╭─ Input material

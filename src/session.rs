//! Transfer session and the narrow contracts of its external collaborators
//!
//! Persistent record storage, the wire codec and the connection layer live
//! outside this crate. They are consumed through the traits below:
//! - [`TransferRecord`] - persisted step, status and file bookkeeping
//! - [`NetworkChannel`] - writability and block/control-message submission
//! - [`TransferFile`] - block production and file renaming
//! - [`RetrieveEndHook`] - cleanup notification once a retrieve attempt ended

use crate::config::Config;
use crate::error::{Error, Result};
use crate::future::CompletionFuture;
use crate::result::TransferResult;
use crate::types::{ControlMessage, DataBlock, ErrorCode, TransferId, TransferStep};
use async_trait::async_trait;
use serde::{Deserialize, Serialize};
use std::path::PathBuf;
use std::sync::atomic::{AtomicBool, Ordering};
use std::sync::{Arc, Mutex};
use tokio_util::sync::CancellationToken;

/// Persisted transfer record
#[async_trait]
pub trait TransferRecord: Send + Sync {
    /// Identifier of the record
    fn id(&self) -> TransferId;

    /// Last global step reached by the transfer
    async fn global_step(&self) -> TransferStep;

    /// Store the execution status code
    async fn set_error_status(&self, code: ErrorCode);

    /// Record that the transfer file was moved/renamed to `name`
    async fn mark_file_moved(&self, name: &str, ok: bool);

    /// Whether the local side is also the original requester
    fn is_self_requested(&self) -> bool;
}

/// Network channel carrying one transfer
///
/// Writes return a [`CompletionFuture`] completed by the transport once the
/// write is flushed (or failed). An `Err` means the message could not even be
/// handed to the transport.
#[async_trait]
pub trait NetworkChannel: Send + Sync {
    /// Whether the transport currently accepts more data
    fn is_writable(&self) -> bool;

    /// Resolves when the transport signals a writability change
    ///
    /// Transports without such a signal keep the default, which never
    /// resolves; callers then fall back to polling [`is_writable`](Self::is_writable).
    async fn write_ready(&self) {
        std::future::pending::<()>().await
    }

    /// Submit a data block
    fn write_block(&self, block: DataBlock) -> Result<CompletionFuture>;

    /// Submit a control message
    fn write_control(&self, message: ControlMessage) -> Result<CompletionFuture>;

    /// Close the underlying connection
    fn close(&self);
}

/// How block production ended
#[derive(Clone, Copy, Debug, PartialEq, Eq)]
pub enum RetrieveOutcome {
    /// Every block and the end-of-file block were submitted
    Completed,
    /// Production stopped on request before end of file
    Stopped,
}

/// File side of a transfer
#[async_trait]
pub trait TransferFile: Send + Sync {
    /// Produce blocks until EOF or until `cancel` fires, submitting each one
    /// through [`write_when_possible`](crate::transfer::write_when_possible)
    async fn retrieve_blocking(
        &self,
        session: &TransferSession,
        cancel: &CancellationToken,
    ) -> Result<RetrieveOutcome>;

    /// Rename the file to `name`; moving across directories requires `move_allowed`
    async fn replace_filename(&self, name: &str, move_allowed: bool) -> Result<()>;

    /// Current full path of the file
    fn true_path(&self) -> PathBuf;
}

/// Cleanup notification sent once a retrieve attempt ended
pub trait RetrieveEndHook: Send + Sync {
    /// Called exactly once per runner, as its last step
    fn retrieve_ended(&self, channel: &ChannelContext);
}

/// Read-only session facts used for task placeholder resolution and reporting
#[derive(Clone, Debug, Default, PartialEq, Eq, Serialize, Deserialize)]
pub struct SessionInfo {
    /// Local host identifier
    pub local_host: String,
    /// Remote host identifier
    pub remote_host: String,
    /// Transfer rule name
    pub rule: String,
    /// Full path of the file as originally requested
    pub original_path: String,
}

/// Per-connection state shared by the transport callbacks and the runner
///
/// Holds the end-of-transfer future (completed by the send path once the last
/// block and the end marker were flushed) and the request future (completed
/// when the whole request is validated or invalidated).
pub struct ChannelContext {
    channel: Arc<dyn NetworkChannel>,
    future_end_transfer: CompletionFuture,
    future_request: CompletionFuture,
    request_done: AtomicBool,
}

impl ChannelContext {
    /// Wrap a network channel with fresh futures
    pub fn new(channel: Arc<dyn NetworkChannel>) -> Self {
        Self {
            channel,
            future_end_transfer: CompletionFuture::new(),
            future_request: CompletionFuture::new(),
            request_done: AtomicBool::new(false),
        }
    }

    /// Underlying network channel
    pub fn channel(&self) -> &Arc<dyn NetworkChannel> {
        &self.channel
    }

    /// Completed once the data phase is flushed or failed
    pub fn future_end_transfer(&self) -> &CompletionFuture {
        &self.future_end_transfer
    }

    /// Completed once the whole request is validated or invalidated
    pub fn future_request(&self) -> &CompletionFuture {
        &self.future_request
    }

    /// Mark the request as validated with `result`
    pub fn validate_request(&self, result: TransferResult) -> bool {
        self.future_request.set_success(Some(result))
    }

    /// Mark the request as failed with `result`
    pub fn invalidate_request(&self, result: TransferResult) -> bool {
        let cause = result.cause.clone().unwrap_or_else(|| {
            Arc::new(Error::Transfer(format!("request invalidated: {}", result.code)))
        });
        self.future_request.set_failure_shared(cause, Some(result))
    }

    /// Record that the end-request acknowledgement was sent
    pub fn request_is_done(&self) {
        self.request_done.store(true, Ordering::SeqCst);
    }

    /// Whether the end-request acknowledgement was sent
    pub fn is_request_done(&self) -> bool {
        self.request_done.load(Ordering::SeqCst)
    }

    /// Write a control message and wait until the transport flushed it
    pub async fn send_control(&self, message: ControlMessage) -> Result<()> {
        let write = self.channel.write_control(message)?;
        write.wait().await;
        match write.cause() {
            Some(cause) => Err(Error::Packet(cause.to_string())),
            None => Ok(()),
        }
    }

    /// Close the underlying connection
    pub fn close(&self) {
        self.channel.close();
    }
}

/// One transfer: record, file, channel and the finalize state
pub struct TransferSession {
    info: Arc<SessionInfo>,
    record: Arc<dyn TransferRecord>,
    file: Arc<dyn TransferFile>,
    channel: Arc<ChannelContext>,
    config: Arc<Config>,
    finalize: Mutex<Option<(bool, ErrorCode)>>,
    abort: CancellationToken,
}

impl TransferSession {
    /// Assemble a session from its collaborators
    pub fn new(
        info: SessionInfo,
        record: Arc<dyn TransferRecord>,
        file: Arc<dyn TransferFile>,
        channel: Arc<ChannelContext>,
        config: Arc<Config>,
    ) -> Self {
        Self {
            info: Arc::new(info),
            record,
            file,
            channel,
            config,
            finalize: Mutex::new(None),
            abort: CancellationToken::new(),
        }
    }

    /// Read-only session facts
    pub fn info(&self) -> &Arc<SessionInfo> {
        &self.info
    }

    /// Persisted transfer record
    pub fn record(&self) -> &Arc<dyn TransferRecord> {
        &self.record
    }

    /// File side of the transfer
    pub fn file(&self) -> &Arc<dyn TransferFile> {
        &self.file
    }

    /// Channel context of the transfer
    pub fn channel(&self) -> &Arc<ChannelContext> {
        &self.channel
    }

    /// Engine configuration
    pub fn config(&self) -> &Arc<Config> {
        &self.config
    }

    /// Interrupt every wait of this session (writability waits included)
    ///
    /// Unlike stopping a runner, this aborts in-flight block submission.
    pub fn abort(&self) {
        self.abort.cancel();
    }

    /// Token cancelled by [`abort`](Self::abort)
    pub fn abort_token(&self) -> &CancellationToken {
        &self.abort
    }

    /// A result pre-filled with this session and record
    pub fn result(&self, code: ErrorCode) -> TransferResult {
        TransferResult::new(code)
            .with_session(self.info.clone())
            .with_runner(Some(self.record.id()))
    }

    /// Record the final state of the transfer; the first call wins
    ///
    /// A failure also stores the code on the record and invalidates the request.
    pub async fn set_finalize_transfer(&self, success: bool, result: TransferResult) {
        if !self.claim_finalize(success, result.code) {
            return;
        }

        if success {
            tracing::info!(transfer_id = self.record.id().0, code = %result.code, "transfer finalized");
            return;
        }

        tracing::warn!(
            transfer_id = self.record.id().0,
            code = %result.code,
            "transfer finalized in error"
        );
        self.record.set_error_status(result.code).await;
        self.channel.invalidate_request(result);
    }

    /// Failure finalization usable where nothing can be awaited
    ///
    /// Invalidates the request right away. The record status update is
    /// spawned on the current runtime, and skipped when none is running.
    /// Returns `false` when the transfer was already finalized.
    pub fn finalize_detached(&self, result: TransferResult) -> bool {
        if !self.claim_finalize(false, result.code) {
            return false;
        }

        let code = result.code;
        tracing::warn!(
            transfer_id = self.record.id().0,
            code = %code,
            "transfer finalized in error without completing"
        );
        self.channel.invalidate_request(result);
        match tokio::runtime::Handle::try_current() {
            Ok(handle) => {
                let record = self.record.clone();
                handle.spawn(async move { record.set_error_status(code).await });
            }
            Err(_) => tracing::warn!(
                transfer_id = self.record.id().0,
                "no runtime left, record status not updated"
            ),
        }
        true
    }

    fn claim_finalize(&self, success: bool, code: ErrorCode) -> bool {
        let mut finalize = self
            .finalize
            .lock()
            .unwrap_or_else(|poisoned| poisoned.into_inner());
        if finalize.is_some() {
            tracing::debug!(
                transfer_id = self.record.id().0,
                "transfer already finalized"
            );
            return false;
        }
        *finalize = Some((success, code));
        true
    }

    /// Final state recorded by [`set_finalize_transfer`](Self::set_finalize_transfer)
    pub fn finalize_status(&self) -> Option<(bool, ErrorCode)> {
        *self
            .finalize
            .lock()
            .unwrap_or_else(|poisoned| poisoned.into_inner())
    }
}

╰─

- [Action item]: Your answer must consist solely of the lines from the top of the entries above through the line containing "execution status code", copied exactly, both ends included.

- [Solution to this problem]:
filename src/session.rs
//! Transfer session and the narrow contracts of its external collaborators
//!
//! Persistent record storage, the wire codec and the connection layer live
//! outside this crate. They are consumed through the traits below:
//! - [`TransferRecord`] - persisted step, status and file bookkeeping
//! - [`NetworkChannel`] - writability and block/control-message submission
//! - [`TransferFile`] - block production and file renaming
//! - [`RetrieveEndHook`] - cleanup notification once a retrieve attempt ended

use crate::config::Config;
use crate::error::{Error, Result};
use crate::future::CompletionFuture;
use crate::result::TransferResult;
use crate::types::{ControlMessage, DataBlock, ErrorCode, TransferId, TransferStep};
use async_trait::async_trait;
use serde::{Deserialize, Serialize};
use std::path::PathBuf;
use std::sync::atomic::{AtomicBool, Ordering};
use std::sync::{Arc, Mutex};
use tokio_util::sync::CancellationToken;

/// Persisted transfer record
#[async_trait]
pub trait TransferRecord: Send + Sync {
    /// Identifier of the record
    fn id(&self) -> TransferId;

    /// Last global step reached by the transfer
    async fn global_step(&self) -> TransferStep;

    /// Store the execution status code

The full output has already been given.